Amber Trajectory Netcdf Convention Version 1.0, Revision B: John Mongan (Jmongan@Mccammon - Ucsd.Edu) 20Th February 2006
Amber Trajectory Netcdf Convention Version 1.0, Revision B: John Mongan (Jmongan@Mccammon - Ucsd.Edu) 20Th February 2006
Introduction
The file format described in this document was developed for storing data generated by molecular dynamics simulations. It was introduced in version 9 of the
AMBER suite of programs (http://amber.scripps.edu).

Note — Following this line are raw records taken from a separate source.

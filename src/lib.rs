//! Business card sheets from a shared template.
//!
//! A project holds a [`CardTemplate`] (positioned text and image fields) and
//! a list of [`CardRecord`]s (one card's values each). Export tiles the cards
//! onto printable pages with cut lines and writes PDF or Word documents.
//!
//! ```no_run
//! use cardpress::{ExportFormat, ProjectStore};
//!
//! # fn main() -> Result<(), cardpress::CardpressError> {
//! let store = ProjectStore::from_env()?;
//! let project = store.open("team")?;
//! let report = cardpress::export_project(&project, 10, ExportFormat::Pdf, "team.pdf".as_ref())?;
//! println!("{} pages", report.pages);
//! # Ok(())
//! # }
//! ```

mod error;
pub mod export;

pub use error::{CardpressError, ExportError};
pub use export::{DEFAULT_CARDS_PER_PAGE, ExportBuilder, ExportFormat, ExportReport, Exporter};

pub use cardpress_import::{ImportError, import_rows, import_workbook};
pub use cardpress_layout::{LayoutError, PageSetup, PageTiling, PositionedField, resolve, tile_page};
pub use cardpress_model::{
    CardDeck, CardRecord, CardTemplate, FieldDefinition, FieldKind, ModelError, TextStyle,
};
pub use cardpress_project::{Project, ProjectError, ProjectStore, SaveReport};
pub use cardpress_types::{Color, Point, Rect, Size};

use std::path::Path;

/// Exports `records` laid out by `template`. Relative image references are
/// resolved against the working directory.
pub fn export(
    template: &CardTemplate,
    records: &[CardRecord],
    cards_per_page: usize,
    format: ExportFormat,
    destination: &Path,
) -> Result<ExportReport, ExportError> {
    ExportBuilder::new()
        .with_format(format)
        .with_cards_per_page(cards_per_page)
        .build()?
        .export(template, records, destination)
}

/// Exports a project's cards, resolving its `images/` paths against the
/// project directory.
pub fn export_project(
    project: &Project,
    cards_per_page: usize,
    format: ExportFormat,
    destination: &Path,
) -> Result<ExportReport, ExportError> {
    ExportBuilder::new()
        .with_format(format)
        .with_cards_per_page(cards_per_page)
        .with_asset_root(project.dir())
        .build()?
        .export(&project.deck.template, &project.deck.records, destination)
}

The primary design goals of this format are:
Efficient input and output
Compact, high-precision representation of data
Portability of data files across different machine architectures
Extensibility of the format (ability to add additional data without re-writing
parsers)
Compatability with existing tools and formats
The file format is based on the NetCDF (Network Common Data Form) developed
by Unidata (http://www.unidata.ucar.edu/software/netcdf/). NetCDF is designed
for representation of arbitrary array-based data. Unidata provides libraries with
bindings in C, C++, Fortran (F77 and F90), Java, Python, Perl, Ruby and MATLAB
for reading and writing NetCDF files. The design goals above are largely met by
NetCDF and the libraries that implement it. It is expected that all I/O of the format
described here will occur through these libraries; this specification describes the
file format at a high level in terms of the API implemented by version 3.6 of these
libraries. In NetCDF terms, this document is a Convention, describing the names,
dimensions and attributes of the arrays that may be present in the file.
Program behavior
Programs creating trajectory files (creators) shall adhere strictly to the requirements of this document. Programs reading trajectory files (readers) shall be as
permissive as possible in applying the requirements of this document. Readers may
emit warnings if out-of-spec files are encountered; these warnings should include
information about the program that originally created the file (see Global attributes,
section 4). Readers shall not fail to read a file unless the required information cannot be located or interpreted. In particular, to ensure forward compatability with
later extension of the format, readers shall not fail or emit warnings if elements not
described in this document are present in the file.
Global attributes
Global attributes shall have type character string. Spelling and capitalization of attribute names shall be exactly as appears below. Creators shall include all attributes
marked required and may include attributes marked optional. Creators shall not
write an attribute string having a length greater than 80 characters. Readers may
warn about missing required attributes, but shall not fail, except in the case of a
missing or unexpected Conventions or ConventionVersion attributes.
Conventions (required)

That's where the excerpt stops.